La PI dans une cour de récréation de collège ? Il en question en effet mais l'essentiel se joue sans doute dans la reprise de l'événement (texte publié dans la revue TRACeS de ChanGements n°214, voir  http://changement-egalite.be).

Je craque... mais je me reprends

 

Je suis un ancien de la PI, comme on dit. Mais le monde se réinvente chaque matin. Petite histoire vraie dans un collège réputé difficile, situé en zone violence, dans une banlieue lointaine. Je suis directeur de la partie formation professionnelle du collège, réservée à certains élèves.

 

Jeudi 15 juin 20…

 

Récréation. Je me promène. J'aime bien ce moment qui n'est plus seulement de surveillance mais qui peut être de présence. Être là. Il peut y avoir des rencontres. Il va y  en avoir une.
La trousse d'une fille est lancée et s'ouvre, déversant son contenu.

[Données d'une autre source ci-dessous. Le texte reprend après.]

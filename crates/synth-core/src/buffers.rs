//! Buffer placements and the reserved variables they expose.
//!
//! The first [`BufferKind::COUNT`] placements are zero-logic buffers. Input
//! buffers turn external values into wires; the output buffer exposes
//! wires as public outputs.

use serde::{Deserialize, Serialize};

#[derive(Debug, Clone, Copy, PartialEq, Eq, Hash, PartialOrd, Ord, Serialize, Deserialize)]
pub enum BufferKind {
  /// Public outputs: keccak pre-images, logs, returned data, storage writes.
  PublicOut,
  /// Public inputs: keccak digests, signer key, storage reads.
  PublicIn,
  /// Block header fields.
  BlockIn,
  /// Constants and environment values loaded by the interpreter.
  EvmIn,
  /// Transaction fields and signature witnesses.
  PrivateIn,
}

impl BufferKind {
  pub const COUNT: usize = 5;
  pub const ALL: [BufferKind; Self::COUNT] = [
    BufferKind::PublicOut,
    BufferKind::PublicIn,
    BufferKind::BlockIn,
    BufferKind::EvmIn,
    BufferKind::PrivateIn,
  ];

  pub fn placement_index(self) -> usize {
    self as usize
  }

  pub fn from_placement(index: usize) -> Option<Self> {
    Self::ALL.get(index).copied()
  }

  pub fn subcircuit_name(self) -> &'static str {
    match self {
      BufferKind::PublicOut => "bufferPubOut",
      BufferKind::PublicIn => "bufferPubIn",
      BufferKind::BlockIn => "bufferBlockIn",
      BufferKind::EvmIn => "bufferEVMIn",
      BufferKind::PrivateIn => "bufferPrvIn",
    }
  }

  /// Input buffers turn external values into wires.
  pub fn is_input(self) -> bool {
    !matches!(self, BufferKind::PublicOut)
  }

  /// Whether the buffer's external side lives in the public wire range.
  pub fn has_public_side(self) -> bool {
    !matches!(self, BufferKind::PrivateIn)
  }
}

// ============================================================
// Reserved variables
// ============================================================

/// Named slots allocated once, when the context is created.
#[derive(Debug, Clone, Copy, PartialEq, Eq, Hash)]
pub enum ReservedVariable {
  // BLOCK_IN
  Coinbase,
  Timestamp,
  Number,
  Prevrandao,
  GasLimit,
  ChainId,
  BaseFee,
  /// Hash of the block `n` blocks before the current one (`n >= 1`).
  BlockHash(usize),
  // EVM_IN
  AddressMask,
  JubjubBaseX,
  JubjubBaseY,
  JubjubPoiX,
  JubjubPoiY,
  // PUBLIC_IN
  EddsaPublicKeyX,
  EddsaPublicKeyY,
  // PRIVATE_IN
  ContractAddress,
  FunctionSelector,
  TransactionNonce,
  TransactionInput(usize),
  EddsaSignature,
  EddsaRandomizerX,
  EddsaRandomizerY,
  /// Transaction origin, when no signature is available to derive it.
  Origin,
}

impl ReservedVariable {
  pub fn buffer(self) -> BufferKind {
    use ReservedVariable::*;
    match self {
      Coinbase | Timestamp | Number | Prevrandao | GasLimit | ChainId | BaseFee
      | BlockHash(_) => BufferKind::BlockIn,
      AddressMask | JubjubBaseX | JubjubBaseY | JubjubPoiX | JubjubPoiY => BufferKind::EvmIn,
      EddsaPublicKeyX | EddsaPublicKeyY => BufferKind::PublicIn,
      ContractAddress | FunctionSelector | TransactionNonce | TransactionInput(_)
      | EddsaSignature | EddsaRandomizerX | EddsaRandomizerY | Origin => BufferKind::PrivateIn,
    }
  }

  pub fn bit_size(self) -> u16 {
    use ReservedVariable::*;
    match self {
      Coinbase | AddressMask | ContractAddress | Origin => 160,
      FunctionSelector => 32,
      TransactionNonce => 64,
      JubjubBaseX | JubjubBaseY | JubjubPoiX | JubjubPoiY | EddsaPublicKeyX | EddsaPublicKeyY
      | EddsaSignature | EddsaRandomizerX | EddsaRandomizerY => 255,
      Timestamp | Number | Prevrandao | GasLimit | ChainId | BaseFee
      | BlockHash(_) | TransactionInput(_) => 256,
    }
  }

  pub fn description(self) -> String {
    use ReservedVariable::*;
    match self {
      Coinbase => "COINBASE".into(),
      Timestamp => "TIMESTAMP".into(),
      Number => "NUMBER".into(),
      Prevrandao => "PREVRANDAO".into(),
      GasLimit => "GASLIMIT".into(),
      ChainId => "CHAINID".into(),
      BaseFee => "BASEFEE".into(),
      BlockHash(n) => format!("BLOCKHASH_{n}"),
      AddressMask => "ADDRESS_MASK".into(),
      JubjubBaseX => "JUBJUB_BASE_X".into(),
      JubjubBaseY => "JUBJUB_BASE_Y".into(),
      JubjubPoiX => "JUBJUB_POI_X".into(),
      JubjubPoiY => "JUBJUB_POI_Y".into(),
      EddsaPublicKeyX => "EDDSA_PUBLIC_KEY_X".into(),
      EddsaPublicKeyY => "EDDSA_PUBLIC_KEY_Y".into(),
      ContractAddress => "CONTRACT_ADDRESS".into(),
      FunctionSelector => "FUNCTION_SELECTOR".into(),
      TransactionNonce => "TRANSACTION_NONCE".into(),
      TransactionInput(i) => format!("TRANSACTION_INPUT{i}"),
      EddsaSignature => "EDDSA_SIGNATURE".into(),
      EddsaRandomizerX => "EDDSA_RANDOMIZER_X".into(),
      EddsaRandomizerY => "EDDSA_RANDOMIZER_Y".into(),
      Origin => "TRANSACTION_ORIGIN".into(),
    }
  }
}

#[cfg(test)]
mod tests {
  use super::*;

  #[test]
  fn buffer_indices_follow_declaration_order() {
    for (i, kind) in BufferKind::ALL.iter().enumerate() {
      assert_eq!(kind.placement_index(), i);
      assert_eq!(BufferKind::from_placement(i), Some(*kind));
    }
    assert_eq!(BufferKind::from_placement(BufferKind::COUNT), None);
  }

  #[test]
  fn reserved_variables_land_in_expected_buffers() {
    assert_eq!(ReservedVariable::BlockHash(3).buffer(), BufferKind::BlockIn);
    assert_eq!(ReservedVariable::AddressMask.buffer(), BufferKind::EvmIn);
    assert_eq!(ReservedVariable::EddsaPublicKeyY.buffer(), BufferKind::PublicIn);
    assert_eq!(ReservedVariable::TransactionInput(2).buffer(), BufferKind::PrivateIn);
    assert_eq!(ReservedVariable::TransactionInput(2).description(), "TRANSACTION_INPUT2");
  }
}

Des garçons se précipitent pour prendre qui les ciseaux, qui la gomme. Le jeu est connu, l'agression n'est pas anodine. La fille ne reverra sans doute rien de son matériel ou très peu. Il est déjà trop tard. Désarroi.
J'en remarque un qui ramasse un stylo. Je le connais de vue cet élève et il me connaît également. On s'est déjà croisé dans les rangs, quand la classe attend un professeur ou dans les couloirs quand je fais des remarques aux élèves, à des groupes, quand la conversation s'engage. Mais son nom ne me revient pas. Je vais vers lui et lui demande le stylo. Il me regarde, balance le stylo par derrière et me crie qu'il n'a rien et pourquoi je lui demande à lui et qu'il n'y a pas que lui…

Je craque et je me mets également à crier en lui disant que je l'ai vu et qu'il n'a pas à me parler sur ce ton et je pointe le doigt vers lui, touchant son épaule plusieurs fois.

 « Et pourquoi vous me touchez, vous n'avez pas le droit » me renvoie-t-il immédiatement.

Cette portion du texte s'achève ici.